Banjarmasin – Buku merupakan jendela dunia. Melalui buku, berbagai informasi bisa kita dapatkan guna memperkaya wawasan. Uniknya, alih-alih gemar membaca, masyarakat Indonesia justru lebih suka menonton film/televisi. Lantas, bagaimana hal tersebut bisa terjadi dan apa dampak serta pengaruhnya terhadap kualitas sumber daya manusia di Indonesia ?

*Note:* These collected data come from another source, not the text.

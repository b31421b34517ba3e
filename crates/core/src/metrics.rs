//! Prometheus metrics for core components.
//!
//! This module provides metrics for:
//! - Census and governor (process counts, slot waits, evictions)
//! - Batch pipeline (conversions)
//! - Backup manager (backups, restores)

use once_cell::sync::Lazy;
use prometheus::{
    Encoder, Histogram, HistogramOpts, HistogramVec, IntCounter, IntCounterVec, IntGauge, Opts,
    Registry, TextEncoder,
};

// =============================================================================
// Census / Governor Metrics
// =============================================================================

/// Matching processes seen by the most recent census query.
pub static CENSUS_PROCESSES: Lazy<IntGauge> = Lazy::new(|| {
    IntGauge::new(
        "ffshepherd_census_processes",
        "Matching processes observed by the last census query",
    )
    .unwrap()
});

/// Slot acquisitions by result.
pub static SLOT_ACQUISITIONS: Lazy<IntCounterVec> = Lazy::new(|| {
    IntCounterVec::new(
        Opts::new(
            "ffshepherd_slot_acquisitions_total",
            "Total slot acquisition attempts",
        ),
        &["result"], // "granted", "timeout", "cancelled"
    )
    .unwrap()
});

/// Time spent waiting for a slot in seconds.
pub static SLOT_WAIT_DURATION: Lazy<Histogram> = Lazy::new(|| {
    Histogram::with_opts(
        HistogramOpts::new(
            "ffshepherd_slot_wait_seconds",
            "Time spent waiting for a free process slot",
        )
        .buckets(vec![0.0, 1.0, 5.0, 15.0, 30.0, 60.0, 300.0, 900.0, 3600.0]),
    )
    .unwrap()
});

/// Eviction terminations by result.
pub static EVICTIONS: Lazy<IntCounterVec> = Lazy::new(|| {
    IntCounterVec::new(
        Opts::new("ffshepherd_evictions_total", "Total excess process evictions"),
        &["result"], // "terminated", "failed"
    )
    .unwrap()
});

/// Kill-all invocations.
pub static KILL_ALL_INVOCATIONS: Lazy<IntCounter> = Lazy::new(|| {
    IntCounter::new(
        "ffshepherd_kill_all_total",
        "Total kill-all cleanup invocations",
    )
    .unwrap()
});

// =============================================================================
// Pipeline Metrics
// =============================================================================

/// Conversions total by result.
pub static CONVERSIONS_TOTAL: Lazy<IntCounterVec> = Lazy::new(|| {
    IntCounterVec::new(
        Opts::new("ffshepherd_conversions_total", "Total file conversions"),
        &["result"], // "success", "failed", "skipped"
    )
    .unwrap()
});

/// Conversion duration in seconds.
pub static CONVERSION_DURATION: Lazy<HistogramVec> = Lazy::new(|| {
    HistogramVec::new(
        HistogramOpts::new(
            "ffshepherd_conversion_duration_seconds",
            "Duration of file conversions",
        )
        .buckets(vec![1.0, 5.0, 10.0, 30.0, 60.0, 120.0, 300.0, 600.0, 1800.0]),
        &["result"],
    )
    .unwrap()
});

// =============================================================================
// Backup Metrics
// =============================================================================

/// Backups total by result.
pub static BACKUPS_TOTAL: Lazy<IntCounterVec> = Lazy::new(|| {
    IntCounterVec::new(
        Opts::new("ffshepherd_backups_total", "Total original file backups"),
        &["result"], // "success", "failed"
    )
    .unwrap()
});

/// Restores total by result.
pub static RESTORES_TOTAL: Lazy<IntCounterVec> = Lazy::new(|| {
    IntCounterVec::new(
        Opts::new("ffshepherd_restores_total", "Total files restored from backup"),
        &["result"], // "success", "failed"
    )
    .unwrap()
});

// =============================================================================
// Helper functions
// =============================================================================

/// Get all core metrics for registration in a registry.
pub fn all_metrics() -> Vec<Box<dyn prometheus::core::Collector>> {
    vec![
        // Census / governor
        Box::new(CENSUS_PROCESSES.clone()),
        Box::new(SLOT_ACQUISITIONS.clone()),
        Box::new(SLOT_WAIT_DURATION.clone()),
        Box::new(EVICTIONS.clone()),
        Box::new(KILL_ALL_INVOCATIONS.clone()),
        // Pipeline
        Box::new(CONVERSIONS_TOTAL.clone()),
        Box::new(CONVERSION_DURATION.clone()),
        // Backups
        Box::new(BACKUPS_TOTAL.clone()),
        Box::new(RESTORES_TOTAL.clone()),
    ]
}

/// Renders all core metrics in the Prometheus text exposition format.
pub fn render_metrics() -> Result<String, prometheus::Error> {
    let registry = Registry::new();
    for metric in all_metrics() {
        registry.register(metric)?;
    }

    let mut buffer = Vec::new();
    TextEncoder::new().encode(&registry.gather(), &mut buffer)?;
    Ok(String::from_utf8_lossy(&buffer).into_owned())
}
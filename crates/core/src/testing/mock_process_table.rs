//! Mock process table for testing.

use async_trait::async_trait;
use chrono::{DateTime, TimeZone, Utc};
use std::collections::{BTreeMap, HashSet};
use std::sync::atomic::{AtomicBool, AtomicU32, AtomicUsize, Ordering};
use std::sync::Arc;
use tokio::sync::RwLock;

use crate::census::{
    name_matches, CensusError, ProcessRecord, ProcessTable, TerminateError, TerminateMode,
};

/// Mock implementation of the ProcessTable trait.
///
/// Holds an in-memory process table that tests mutate directly:
/// - Spawn and exit fake processes
/// - Record termination requests for assertions
/// - Simulate permission failures and a broken OS API
/// - Track the peak number of live processes per name
///
/// # Example
///
/// ```rust,ignore
/// use ffshepherd_core::testing::MockProcessTable;
///
/// let table = Arc::new(MockProcessTable::new());
/// let pid = table.spawn("ffmpeg").await;
///
/// let census = ProcessCensus::new(table.clone());
/// assert_eq!(census.count("ffmpeg").await?, 1);
///
/// table.exit(pid).await;
/// ```
#[derive(Debug, Clone)]
pub struct MockProcessTable {
    /// Live processes by PID.
    processes: Arc<RwLock<BTreeMap<u32, ProcessRecord>>>,
    /// Recorded termination requests.
    terminations: Arc<RwLock<Vec<(u32, TerminateMode)>>>,
    /// PIDs whose termination is refused.
    protected: Arc<RwLock<HashSet<u32>>>,
    /// Whether terminated processes leave the table immediately.
    exit_on_terminate: Arc<AtomicBool>,
    /// Whether snapshots fail systemically.
    fail_enumeration: Arc<AtomicBool>,
    /// Next PID handed out by `spawn`.
    next_pid: Arc<AtomicU32>,
    /// Highest number of simultaneously live processes observed.
    peak_live: Arc<AtomicUsize>,
    /// Number of snapshots taken.
    snapshots: Arc<AtomicUsize>,
}

impl Default for MockProcessTable {
    fn default() -> Self {
        Self::new()
    }
}

impl MockProcessTable {
    /// Create an empty mock process table.
    pub fn new() -> Self {
        Self {
            processes: Arc::new(RwLock::new(BTreeMap::new())),
            terminations: Arc::new(RwLock::new(Vec::new())),
            protected: Arc::new(RwLock::new(HashSet::new())),
            exit_on_terminate: Arc::new(AtomicBool::new(true)),
            fail_enumeration: Arc::new(AtomicBool::new(false)),
            next_pid: Arc::new(AtomicU32::new(1000)),
            peak_live: Arc::new(AtomicUsize::new(0)),
            snapshots: Arc::new(AtomicUsize::new(0)),
        }
    }

    /// Add a process with an automatically assigned PID, started "now".
    ///
    /// Later spawns always have a later start time than earlier ones.
    pub async fn spawn(&self, name: &str) -> u32 {
        let pid = self.next_pid.fetch_add(1, Ordering::SeqCst);
        self.spawn_at(pid, name, i64::from(pid)).await;
        pid
    }

    /// Add a process with an explicit PID and start time (seconds since epoch).
    pub async fn spawn_at(&self, pid: u32, name: &str, started_secs: i64) {
        let start_time: DateTime<Utc> = Utc
            .timestamp_opt(started_secs, 0)
            .single()
            .unwrap_or_default();
        let mut processes = self.processes.write().await;
        processes.insert(pid, ProcessRecord::new(pid, start_time, name));
        self.peak_live.fetch_max(processes.len(), Ordering::SeqCst);
    }

    /// Remove a process as if it exited on its own.
    pub async fn exit(&self, pid: u32) {
        self.processes.write().await.remove(&pid);
    }

    /// PIDs of live processes whose name matches `name_filter`, ascending.
    pub async fn live_pids(&self, name_filter: &str) -> Vec<u32> {
        self.processes
            .read()
            .await
            .values()
            .filter(|r| name_matches(&r.executable_name, name_filter))
            .map(|r| r.pid)
            .collect()
    }

    /// All recorded termination requests, in order.
    pub async fn terminations(&self) -> Vec<(u32, TerminateMode)> {
        self.terminations.read().await.clone()
    }

    /// Refuse termination requests for `pid` with a permission error.
    pub async fn deny_termination(&self, pid: u32) {
        self.protected.write().await.insert(pid);
    }

    /// Keep terminated processes in the table (simulates slow shutdown).
    pub fn set_exit_on_terminate(&self, exit: bool) {
        self.exit_on_terminate.store(exit, Ordering::SeqCst);
    }

    /// Make every snapshot fail as if the OS API were unavailable.
    pub fn fail_enumeration(&self, fail: bool) {
        self.fail_enumeration.store(fail, Ordering::SeqCst);
    }

    /// Highest number of processes that were ever live at once.
    pub fn peak_live(&self) -> usize {
        self.peak_live.load(Ordering::SeqCst)
    }

    /// Number of snapshots taken so far.
    pub fn snapshot_count(&self) -> usize {
        self.snapshots.load(Ordering::SeqCst)
    }
}

#[async_trait]
impl ProcessTable for MockProcessTable {
    fn name(&self) -> &str {
        "mock"
    }

    async fn snapshot(&self) -> Result<Vec<ProcessRecord>, CensusError> {
        self.snapshots.fetch_add(1, Ordering::SeqCst);
        if self.fail_enumeration.load(Ordering::SeqCst) {
            return Err(CensusError::enumeration_failed("mock process table unavailable"));
        }
        Ok(self.processes.read().await.values().cloned().collect())
    }

    async fn terminate(&self, pid: u32, mode: TerminateMode) -> Result<(), TerminateError> {
        self.terminations.write().await.push((pid, mode));

        if self.protected.read().await.contains(&pid) {
            return Err(TerminateError::PermissionDenied { pid });
        }

        let mut processes = self.processes.write().await;
        if !processes.contains_key(&pid) {
            return Err(TerminateError::NoSuchProcess { pid });
        }
        if self.exit_on_terminate.load(Ordering::SeqCst) {
            processes.remove(&pid);
        }
        Ok(())
    }
}
//! `fix`: normalize a folder of videos in place.

use std::path::PathBuf;
use std::process::ExitCode;

use anyhow::{Context, Result};
use tokio_util::sync::CancellationToken;
use tracing::info;

use ffshepherd_core::{BatchPipeline, BatchSummary, Config, Converter, FfmpegConverter};

use super::{governor, write_metrics};

pub struct FixArgs {
    pub input_dir: PathBuf,
    pub temp_dir: PathBuf,
    pub concurrency: Option<usize>,
    pub limit_processes: bool,
    pub kill_on_exit: bool,
    pub json: bool,
    pub metrics_out: Option<PathBuf>,
}

pub async fn run(config: &Config, args: FixArgs, token: CancellationToken) -> Result<ExitCode> {
    let converter =
        FfmpegConverter::from_config(&config.ffmpeg, config.governor.threads_per_process);
    converter
        .validate()
        .await
        .context("ffmpeg is not usable")?;

    let pipeline_config = config
        .pipeline
        .clone()
        .with_limit_processes(args.limit_processes)
        .with_kill_on_exit(args.kill_on_exit);

    info!(
        max_processes = config.governor.max_processes,
        threads_per_process = config.governor.threads_per_process,
        ram_limit_gb = config.governor.ram_limit_gb,
        "Process limits"
    );

    let pipeline = BatchPipeline::new(
        pipeline_config,
        converter,
        governor(config),
        config.preset.to_options(),
    );

    let result = pipeline
        .run_batch_with_cancel(&args.input_dir, &args.temp_dir, args.concurrency, token)
        .await;
    write_metrics(args.metrics_out.as_deref())?;
    let summary = result.context("Batch failed")?;

    if args.json {
        println!("{}", serde_json::to_string_pretty(&summary)?);
    } else {
        print_summary(&summary);
    }

    Ok(exit_code(&summary))
}

fn print_summary(summary: &BatchSummary) {
    println!(
        "{} files: {} converted, {} failed, {} skipped in {:.1}s",
        summary.total,
        summary.succeeded,
        summary.failed,
        summary.skipped,
        summary.duration_ms() as f64 / 1000.0
    );
    if summary.interrupted {
        println!("Interrupted before all files were processed");
    }
    for failure in &summary.failures {
        let reason = failure.error.lines().next().unwrap_or_default();
        println!("  failed ({}): {} - {}", failure.stage, failure.path.display(), reason);
    }
}

/// 0 when everything converted, 130 when interrupted, 1 otherwise.
fn exit_code(summary: &BatchSummary) -> ExitCode {
    if summary.interrupted {
        ExitCode::from(130)
    } else if summary.is_success() {
        ExitCode::SUCCESS
    } else {
        ExitCode::FAILURE
    }
}
impl<C: Converter> BatchRun<C> {
    async fn work(
        &self,
        worker_id: usize,
        queue: TaskQueue,
        abort: CancellationToken,
    ) -> WorkerOutput {
        let mut finished = Vec::new();
        loop {
            if abort.is_cancelled() {
                break;
            }
            let Some(task) = queue.lock().await.pop_front() else {
                break;
            };
            match self.run_task(task, &abort).await {
                Ok(task) => finished.push(task),
                Err((task, e)) => {
                    finished.push(task);
                    return WorkerOutput {
                        finished,
                        error: Some(e),
                    };
                }
            }
        }
        debug!(worker_id, "Worker finished");
        WorkerOutput {
            finished,
            error: None,
        }
    }

    /// Drives one task to a terminal state, or back to pending if the run was
    /// interrupted before its process started.
    async fn run_task(
        &self,
        mut task: ConversionTask,
        abort: &CancellationToken,
    ) -> Result<ConversionTask, (ConversionTask, PipelineError)> {
        let name = task.file_name();
        task.status = TaskStatus::Running;

        if self.limit_processes {
            let poll = self.governor.config().poll_interval();
            let wait = async {
                match self.slot_timeout {
                    Some(limit) => self.governor.acquire_slot_with_deadline(poll, limit).await,
                    None => self.governor.acquire_slot(poll).await,
                }
            };
            tokio::select! {
                _ = abort.cancelled() => {
                    metrics::SLOT_ACQUISITIONS.with_label_values(&["cancelled"]).inc();
                    metrics::CONVERSIONS_TOTAL.with_label_values(&["skipped"]).inc();
                    debug!(file = %name, "Interrupted while waiting for a slot");
                    task.status = TaskStatus::Pending;
                    return Ok(task);
                }
                result = wait => match result {
                    Ok(grant) => debug!(file = %name, polls = grant.polls, "Acquired process slot"),
                    Err(e @ GovernorError::SlotTimeout { .. }) => {
                        warn!(file = %name, "{}", e);
                        task.fail(FailureStage::Slot, e.to_string());
                        return Ok(self.finish(task, None));
                    }
                    Err(e) => return Err((task, PipelineError::Governor(e))),
                },
            }
        }

        info!(file = %name, "Converting");
        let job = ConversionJob::new(
            format!("{}-{}", self.run_id, name),
            &task.input_path,
            &task.output_path,
            self.options.clone(),
        );
        let started = Instant::now();
        let converted = tokio::select! {
            _ = abort.cancelled() => None,
            result = self.converter.convert(job) => Some(result),
        };
        let elapsed = started.elapsed();

        match converted {
            Some(Ok(_)) => {}
            Some(Err(e)) => {
                warn!(file = %name, stderr = e.stderr().unwrap_or(""), "Conversion failed: {}", e);
                self.remove_temp(&task).await;
                task.fail(FailureStage::Conversion, describe(&e));
                return Ok(self.finish(task, Some(elapsed)));
            }
            None => {
                warn!(file = %name, "Conversion abandoned on interrupt");
                self.remove_temp(&task).await;
                task.fail(FailureStage::Interrupted, "interrupted during conversion");
                return Ok(self.finish(task, Some(elapsed)));
            }
        }

        if let Err(e) = self.backups.backup(&task.input_path, &self.backup_dir).await {
            warn!(file = %name, "Backup failed, original left untouched: {}", e);
            self.remove_temp(&task).await;
            task.fail(FailureStage::Backup, e.to_string());
            return Ok(self.finish(task, Some(elapsed)));
        }

        if let Err(e) = self.backups.replace(&task.final_path, &task.output_path).await {
            warn!(file = %name, "Replace failed, original left untouched: {}", e);
            self.remove_temp(&task).await;
            task.fail(FailureStage::Replace, e.to_string());
            return Ok(self.finish(task, Some(elapsed)));
        }

        self.remove_temp(&task).await;
        task.status = TaskStatus::Succeeded;
        Ok(self.finish(task, Some(elapsed)))
    }

    async fn remove_temp(&self, task: &ConversionTask) {
        match fs::remove_file(&task.output_path).await {
            Ok(()) => debug!(file = %task.output_path.display(), "Deleted temp output"),
            Err(e) if e.kind() == std::io::ErrorKind::NotFound => {}
            Err(e) => warn!(
                file = %task.output_path.display(),
                "Failed to delete temp output: {}", e
            ),
        }
    }

    /// Records metrics and progress for a task in a terminal state.
    fn finish(&self, task: ConversionTask, elapsed: Option<Duration>) -> ConversionTask {
        let label = match task.status {
            TaskStatus::Succeeded => "success",
            _ => "failed",
        };
        metrics::CONVERSIONS_TOTAL.with_label_values(&[label]).inc();
        if let Some(elapsed) = elapsed {
            metrics::CONVERSION_DURATION
                .with_label_values(&[label])
                .observe(elapsed.as_secs_f64());
        }

        let done = self.done.fetch_add(1, Ordering::SeqCst) + 1;
        match &task.status {
            TaskStatus::Succeeded => info!(
                file = %task.file_name(),
                "[{}/{}] Replaced original with converted file",
                done,
                self.total
            ),
            TaskStatus::Failed { stage, .. } => warn!(
                file = %task.file_name(),
                %stage,
                "[{}/{}] File failed",
                done,
                self.total
            ),
            _ => {}
        }
        task
    }
}

/// Error text with the tail of ffmpeg's stderr attached.
fn describe(error: &ConverterError) -> String {
    match error.stderr() {
        Some(stderr) => format!("{}\n{}", error, stderr),
        None => error.to_string(),
    }
}
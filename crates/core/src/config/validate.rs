use super::{types::Config, ConfigError};

/// Validate configuration
pub fn validate_config(config: &Config) -> Result<(), ConfigError> {
    let governor = &config.governor;
    if governor.max_processes == 0 {
        return Err(invalid("governor.max_processes must be at least 1"));
    }
    if governor.threads_per_process == 0 {
        return Err(invalid("governor.threads_per_process must be at least 1"));
    }
    if !is_positive(governor.poll_interval_secs) {
        return Err(invalid("governor.poll_interval_secs must be greater than 0"));
    }
    if !governor.ram_limit_gb.is_finite() || governor.ram_limit_gb < 0.0 {
        return Err(invalid("governor.ram_limit_gb cannot be negative"));
    }
    if governor.process_name.trim().is_empty() {
        return Err(invalid("governor.process_name cannot be empty"));
    }

    let preset = &config.preset;
    if preset.width == 0 || preset.height == 0 {
        return Err(invalid("preset.width and preset.height cannot be 0"));
    }
    if preset.crf > 51 {
        return Err(invalid("preset.crf must be between 0 and 51"));
    }

    let pipeline = &config.pipeline;
    if pipeline.extensions.is_empty() {
        return Err(invalid("pipeline.extensions cannot be empty"));
    }
    if pipeline.temp_suffix.is_empty() {
        return Err(invalid("pipeline.temp_suffix cannot be empty"));
    }
    if pipeline.backup_dir_name.trim().is_empty() {
        return Err(invalid("pipeline.backup_dir_name cannot be empty"));
    }
    if pipeline.concurrency == Some(0) {
        return Err(invalid("pipeline.concurrency cannot be 0"));
    }

    let monitor = &config.monitor;
    if monitor.max_processes == 0 {
        return Err(invalid("monitor.max_processes must be at least 1"));
    }
    if !is_positive(monitor.check_interval_secs) {
        return Err(invalid("monitor.check_interval_secs must be greater than 0"));
    }

    Ok(())
}

fn is_positive(value: f64) -> bool {
    value.is_finite() && value > 0.0
}

fn invalid(msg: &str) -> ConfigError {
    ConfigError::ValidationError(msg.to_string())
}

#[cfg(test)]
mod tests {
    use super::*;

    #[test]
    fn test_validate_default_config() {
        assert!(validate_config(&Config::default()).is_ok());
    }

    #[test]
    fn test_validate_zero_max_processes_fails() {
        let mut config = Config::default();
        config.governor.max_processes = 0;
        let err = validate_config(&config).unwrap_err();
        assert!(matches!(err, ConfigError::ValidationError(_)));
    }

    #[test]
    fn test_validate_zero_threads_fails() {
        let mut config = Config::default();
        config.governor.threads_per_process = 0;
        assert!(validate_config(&config).is_err());
    }

    #[test]
    fn test_validate_poll_interval() {
        let mut config = Config::default();
        config.governor.poll_interval_secs = 0.0;
        assert!(validate_config(&config).is_err());

        config.governor.poll_interval_secs = f64::NAN;
        assert!(validate_config(&config).is_err());

        config.governor.poll_interval_secs = 0.01;
        assert!(validate_config(&config).is_ok());
    }

    #[test]
    fn test_validate_pipeline_fields() {
        let mut config = Config::default();
        config.pipeline.extensions.clear();
        assert!(validate_config(&config).is_err());

        let mut config = Config::default();
        config.pipeline.concurrency = Some(0);
        assert!(validate_config(&config).is_err());

        let mut config = Config::default();
        config.pipeline.temp_suffix = String::new();
        assert!(validate_config(&config).is_err());
    }

    #[test]
    fn test_validate_preset_crf_range() {
        let mut config = Config::default();
        config.preset.crf = 52;
        assert!(validate_config(&config).is_err());
    }

    #[test]
    fn test_validate_monitor_interval() {
        let mut config = Config::default();
        config.monitor.check_interval_secs = -1.0;
        assert!(validate_config(&config).is_err());
    }
}
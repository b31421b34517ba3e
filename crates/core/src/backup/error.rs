//! Error types for the backup module.

use std::path::PathBuf;
use thiserror::Error;

/// Errors that can occur while backing up, replacing or restoring files.
#[derive(Debug, Error)]
pub enum BackupError {
    /// Source file not found.
    #[error("Source file not found: {path}")]
    SourceNotFound { path: PathBuf },

    /// Path has no file name component.
    #[error("Path has no file name: {path}")]
    InvalidPath { path: PathBuf },

    /// Failed to create a directory.
    #[error("Failed to create directory: {path}")]
    DirectoryCreationFailed {
        path: PathBuf,
        #[source]
        source: std::io::Error,
    },

    /// Failed to copy file.
    #[error("Failed to copy file from {source} to {destination}")]
    CopyFailed {
        source: PathBuf,
        destination: PathBuf,
        #[source]
        error: std::io::Error,
    },

    /// Failed to move the staged copy into place.
    #[error("Failed to move file from {source} to {destination}")]
    MoveFailed {
        source: PathBuf,
        destination: PathBuf,
        #[source]
        error: std::io::Error,
    },

    /// Backup copy does not match the original.
    #[error("Checksum mismatch for {path}: expected {expected}, got {actual}")]
    ChecksumMismatch {
        path: PathBuf,
        expected: String,
        actual: String,
    },

    /// Failed to delete a file or directory.
    #[error("Failed to remove {path}")]
    RemoveFailed {
        path: PathBuf,
        #[source]
        source: std::io::Error,
    },

    /// Generic I/O error.
    #[error("I/O error: {0}")]
    Io(#[from] std::io::Error),
}

impl BackupError {
    /// Creates a copy failed error.
    pub fn copy_failed(source: PathBuf, destination: PathBuf, error: std::io::Error) -> Self {
        Self::CopyFailed {
            source,
            destination,
            error,
        }
    }

    /// Creates a remove failed error.
    pub fn remove_failed(path: PathBuf, source: std::io::Error) -> Self {
        Self::RemoveFailed { path, source }
    }
}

Berdasarkan hasil penelitian Program for International Student Assessment (PISA) dari Organisation for Economic Co-Operation and Development (OECD), Indonesia berada di ranking 62 dari 72 negara dalam hal minat baca. Di sisi lain, 91,58% masyarakat Indonesia berumur 10 tahun keatas diklaim lebih suka menonton televisi/film. Hal ini selaras dengan data dari UNESCO yang membeberkan bahwa rasio gemar membaca masyarakat Indonesia hanya 0,001%. Artinya dari 1.000 orang Indonesia hanya 1 orang yang gemar membaca.
Sebagaimana dikutip dalam berita harian Kompas, Kepala Kantor Perpustakaan Nasional, Sri Sularsih menyatakan bahwa minat baca masyarakat Indonesia masih sangat rendah. Menurutnya, rata-rata penduduk di negara maju membaca 20-30 judul buku setiap tahun, berbanding terbalik dengan rata-rata penduduk di Indonesia yang hanya membaca paling banyak tiga judul buku. Data-data tersebut membuktikan tingkat literasi masyarakat yang kian memprihatikan.
Rendahnya minat baca ini sangat mempengaruhi indeks pembangunan manusia (IPM) yang menunjukkan kualitas SDM di suatu negara. Minat baca merupakan salah satu indikator utama dalam penilaian IPM, terutama dalam bidang kualitas pendidikan. Wakil Ketua Komisi X DPR RI, Dede Yusuf, ikut angkat suara untuk menanggapi data tersebut.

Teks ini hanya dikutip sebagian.